TASK OBJECTIVE: If a line includes "Some", copy it out of the entries.

══ EXERCISE INPUTS

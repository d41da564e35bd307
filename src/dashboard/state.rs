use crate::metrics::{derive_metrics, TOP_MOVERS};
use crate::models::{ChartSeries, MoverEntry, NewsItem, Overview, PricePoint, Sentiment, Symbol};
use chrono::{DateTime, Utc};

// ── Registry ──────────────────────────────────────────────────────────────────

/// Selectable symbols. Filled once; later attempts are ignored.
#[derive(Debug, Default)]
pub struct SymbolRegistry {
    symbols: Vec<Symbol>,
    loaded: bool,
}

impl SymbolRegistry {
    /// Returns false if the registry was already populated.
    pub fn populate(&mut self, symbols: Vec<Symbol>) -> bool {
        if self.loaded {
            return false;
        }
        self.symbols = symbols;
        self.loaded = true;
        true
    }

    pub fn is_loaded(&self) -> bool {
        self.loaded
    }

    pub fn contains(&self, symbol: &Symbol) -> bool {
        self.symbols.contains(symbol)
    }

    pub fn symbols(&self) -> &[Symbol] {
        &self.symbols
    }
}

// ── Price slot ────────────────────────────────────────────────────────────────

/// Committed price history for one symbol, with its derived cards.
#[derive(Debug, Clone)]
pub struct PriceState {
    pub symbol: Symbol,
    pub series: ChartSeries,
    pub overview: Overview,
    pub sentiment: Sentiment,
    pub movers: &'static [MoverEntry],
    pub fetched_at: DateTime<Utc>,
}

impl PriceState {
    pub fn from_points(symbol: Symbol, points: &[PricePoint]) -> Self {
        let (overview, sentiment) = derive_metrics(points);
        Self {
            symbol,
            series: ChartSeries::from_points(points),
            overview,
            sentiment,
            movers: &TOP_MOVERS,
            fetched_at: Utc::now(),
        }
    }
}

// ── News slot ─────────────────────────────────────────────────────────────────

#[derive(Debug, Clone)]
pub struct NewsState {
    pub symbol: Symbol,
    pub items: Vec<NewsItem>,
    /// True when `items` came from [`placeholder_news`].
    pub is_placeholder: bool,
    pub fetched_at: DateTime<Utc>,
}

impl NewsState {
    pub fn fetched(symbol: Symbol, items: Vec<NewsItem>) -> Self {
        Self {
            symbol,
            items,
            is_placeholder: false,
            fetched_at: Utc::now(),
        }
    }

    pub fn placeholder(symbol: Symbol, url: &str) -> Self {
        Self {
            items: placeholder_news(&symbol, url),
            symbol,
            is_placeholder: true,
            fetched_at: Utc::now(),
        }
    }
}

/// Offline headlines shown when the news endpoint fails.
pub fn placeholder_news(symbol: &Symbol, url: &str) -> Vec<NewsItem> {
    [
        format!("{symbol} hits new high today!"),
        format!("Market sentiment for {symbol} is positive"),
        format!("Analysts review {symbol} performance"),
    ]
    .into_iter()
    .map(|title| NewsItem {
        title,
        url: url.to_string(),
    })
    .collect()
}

════
══ EXERCISE INPUTS

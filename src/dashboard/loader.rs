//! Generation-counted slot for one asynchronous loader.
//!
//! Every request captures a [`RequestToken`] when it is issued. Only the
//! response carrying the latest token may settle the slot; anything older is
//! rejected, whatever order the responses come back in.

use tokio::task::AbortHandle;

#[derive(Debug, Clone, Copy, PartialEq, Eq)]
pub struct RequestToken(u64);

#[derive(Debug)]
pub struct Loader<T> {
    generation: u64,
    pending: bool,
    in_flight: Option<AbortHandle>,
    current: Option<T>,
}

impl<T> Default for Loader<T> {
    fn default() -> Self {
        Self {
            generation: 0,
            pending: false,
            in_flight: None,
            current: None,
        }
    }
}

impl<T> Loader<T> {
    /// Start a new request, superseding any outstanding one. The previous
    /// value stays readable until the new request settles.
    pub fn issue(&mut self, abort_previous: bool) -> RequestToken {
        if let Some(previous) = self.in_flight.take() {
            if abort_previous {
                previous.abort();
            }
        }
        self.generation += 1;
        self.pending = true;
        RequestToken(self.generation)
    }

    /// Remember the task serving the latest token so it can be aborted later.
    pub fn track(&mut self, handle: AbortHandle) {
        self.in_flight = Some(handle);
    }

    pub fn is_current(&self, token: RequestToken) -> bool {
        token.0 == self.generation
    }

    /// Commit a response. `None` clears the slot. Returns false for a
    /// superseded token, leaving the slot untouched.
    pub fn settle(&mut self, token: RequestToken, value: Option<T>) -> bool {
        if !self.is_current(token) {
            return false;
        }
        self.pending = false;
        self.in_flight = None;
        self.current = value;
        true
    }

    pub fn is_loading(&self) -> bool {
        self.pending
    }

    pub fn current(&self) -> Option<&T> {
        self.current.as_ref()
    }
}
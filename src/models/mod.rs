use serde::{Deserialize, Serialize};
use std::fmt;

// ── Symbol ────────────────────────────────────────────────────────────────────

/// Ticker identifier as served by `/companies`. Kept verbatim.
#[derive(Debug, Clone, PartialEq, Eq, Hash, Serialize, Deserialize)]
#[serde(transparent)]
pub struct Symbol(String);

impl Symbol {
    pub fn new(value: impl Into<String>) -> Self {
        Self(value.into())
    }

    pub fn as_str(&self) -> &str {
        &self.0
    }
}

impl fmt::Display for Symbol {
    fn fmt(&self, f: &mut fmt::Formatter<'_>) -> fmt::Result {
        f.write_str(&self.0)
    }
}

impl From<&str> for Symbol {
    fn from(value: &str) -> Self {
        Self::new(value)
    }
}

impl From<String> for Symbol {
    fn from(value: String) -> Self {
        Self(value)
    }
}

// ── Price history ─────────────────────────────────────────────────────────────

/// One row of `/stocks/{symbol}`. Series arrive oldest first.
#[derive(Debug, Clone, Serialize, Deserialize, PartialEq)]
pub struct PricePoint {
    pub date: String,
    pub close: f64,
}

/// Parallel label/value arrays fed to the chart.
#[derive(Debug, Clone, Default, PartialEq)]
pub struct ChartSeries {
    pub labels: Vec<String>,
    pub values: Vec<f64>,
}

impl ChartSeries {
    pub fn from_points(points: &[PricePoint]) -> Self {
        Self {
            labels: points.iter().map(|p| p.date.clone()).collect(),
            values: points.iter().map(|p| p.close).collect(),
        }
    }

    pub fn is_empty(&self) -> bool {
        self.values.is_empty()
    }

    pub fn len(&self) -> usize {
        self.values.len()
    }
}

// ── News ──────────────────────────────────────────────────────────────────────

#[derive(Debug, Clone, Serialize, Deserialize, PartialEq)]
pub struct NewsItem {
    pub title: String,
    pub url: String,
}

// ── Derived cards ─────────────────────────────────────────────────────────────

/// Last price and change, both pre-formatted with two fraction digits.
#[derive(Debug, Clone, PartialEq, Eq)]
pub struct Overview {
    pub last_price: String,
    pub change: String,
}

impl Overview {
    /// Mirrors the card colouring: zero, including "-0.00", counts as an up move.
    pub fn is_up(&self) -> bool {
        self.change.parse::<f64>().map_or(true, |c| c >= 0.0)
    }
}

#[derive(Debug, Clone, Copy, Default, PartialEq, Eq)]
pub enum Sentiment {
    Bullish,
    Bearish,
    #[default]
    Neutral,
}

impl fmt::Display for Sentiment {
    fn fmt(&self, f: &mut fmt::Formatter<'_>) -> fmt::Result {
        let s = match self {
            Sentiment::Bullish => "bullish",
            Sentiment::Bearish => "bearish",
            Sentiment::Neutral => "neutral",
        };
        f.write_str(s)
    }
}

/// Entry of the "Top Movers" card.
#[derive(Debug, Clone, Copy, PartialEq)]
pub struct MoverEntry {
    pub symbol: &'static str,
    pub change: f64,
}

════
══ EXERCISE INPUTS

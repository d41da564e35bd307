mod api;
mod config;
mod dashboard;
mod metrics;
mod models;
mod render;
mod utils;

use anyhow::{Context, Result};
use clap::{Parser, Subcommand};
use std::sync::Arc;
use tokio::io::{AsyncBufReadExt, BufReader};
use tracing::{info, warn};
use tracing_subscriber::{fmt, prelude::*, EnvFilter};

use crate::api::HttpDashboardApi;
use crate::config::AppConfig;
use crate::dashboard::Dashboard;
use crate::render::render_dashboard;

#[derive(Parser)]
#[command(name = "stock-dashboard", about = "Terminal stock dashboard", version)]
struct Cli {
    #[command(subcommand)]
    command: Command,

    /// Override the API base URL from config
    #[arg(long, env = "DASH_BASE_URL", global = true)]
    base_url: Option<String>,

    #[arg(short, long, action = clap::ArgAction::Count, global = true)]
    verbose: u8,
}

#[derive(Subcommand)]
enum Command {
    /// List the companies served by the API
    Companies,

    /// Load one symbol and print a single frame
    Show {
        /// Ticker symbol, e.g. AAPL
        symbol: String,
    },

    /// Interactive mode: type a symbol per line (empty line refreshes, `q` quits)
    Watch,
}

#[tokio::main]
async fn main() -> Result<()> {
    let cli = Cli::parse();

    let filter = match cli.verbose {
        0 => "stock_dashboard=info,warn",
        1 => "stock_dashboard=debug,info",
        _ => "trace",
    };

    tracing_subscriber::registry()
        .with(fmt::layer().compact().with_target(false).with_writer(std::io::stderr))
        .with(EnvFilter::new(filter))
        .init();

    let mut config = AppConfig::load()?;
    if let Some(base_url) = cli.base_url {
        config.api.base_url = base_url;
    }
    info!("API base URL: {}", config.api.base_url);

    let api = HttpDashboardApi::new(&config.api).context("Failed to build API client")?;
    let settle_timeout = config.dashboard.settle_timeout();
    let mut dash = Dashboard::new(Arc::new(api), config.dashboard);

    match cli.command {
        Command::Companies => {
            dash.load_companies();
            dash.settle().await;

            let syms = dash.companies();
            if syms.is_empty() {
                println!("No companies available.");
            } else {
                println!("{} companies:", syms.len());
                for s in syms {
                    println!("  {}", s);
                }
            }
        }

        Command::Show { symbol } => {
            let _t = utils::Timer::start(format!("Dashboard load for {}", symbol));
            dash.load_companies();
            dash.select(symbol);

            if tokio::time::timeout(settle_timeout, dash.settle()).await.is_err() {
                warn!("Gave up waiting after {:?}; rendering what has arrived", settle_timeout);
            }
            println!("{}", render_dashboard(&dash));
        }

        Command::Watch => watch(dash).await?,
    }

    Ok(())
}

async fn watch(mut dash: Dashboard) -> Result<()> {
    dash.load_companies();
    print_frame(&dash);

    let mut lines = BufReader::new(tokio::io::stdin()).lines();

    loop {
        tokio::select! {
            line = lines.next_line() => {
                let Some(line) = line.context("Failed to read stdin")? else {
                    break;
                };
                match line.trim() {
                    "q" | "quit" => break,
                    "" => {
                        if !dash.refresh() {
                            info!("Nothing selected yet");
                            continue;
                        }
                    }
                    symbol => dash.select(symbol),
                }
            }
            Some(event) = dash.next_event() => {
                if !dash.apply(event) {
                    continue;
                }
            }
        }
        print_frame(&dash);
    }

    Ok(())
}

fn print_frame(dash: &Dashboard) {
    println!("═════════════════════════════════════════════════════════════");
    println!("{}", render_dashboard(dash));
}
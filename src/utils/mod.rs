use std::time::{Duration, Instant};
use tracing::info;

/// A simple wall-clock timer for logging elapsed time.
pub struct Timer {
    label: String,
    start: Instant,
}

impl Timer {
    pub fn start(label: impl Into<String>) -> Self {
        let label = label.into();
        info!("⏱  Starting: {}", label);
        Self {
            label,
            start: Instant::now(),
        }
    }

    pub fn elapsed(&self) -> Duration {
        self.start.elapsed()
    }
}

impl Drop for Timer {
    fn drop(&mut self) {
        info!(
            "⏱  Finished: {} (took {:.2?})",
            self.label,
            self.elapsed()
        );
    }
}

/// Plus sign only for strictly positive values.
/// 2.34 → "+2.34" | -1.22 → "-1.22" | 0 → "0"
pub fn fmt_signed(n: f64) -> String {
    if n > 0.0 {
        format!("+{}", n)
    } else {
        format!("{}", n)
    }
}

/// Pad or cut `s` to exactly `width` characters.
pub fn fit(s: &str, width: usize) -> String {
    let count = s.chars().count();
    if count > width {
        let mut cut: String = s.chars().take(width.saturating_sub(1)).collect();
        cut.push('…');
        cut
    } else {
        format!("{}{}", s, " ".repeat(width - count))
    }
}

════

RESPONSE FOR THIS EXERCISE:
        if let Some(previous) = self.in_flight.take() {
        self.in_flight = Some(handle);
    if let Some(base_url) = cli.base_url {
                let Some(line) = line.context("Failed to read stdin")? else {
            Some(event) = dash.next_event() => {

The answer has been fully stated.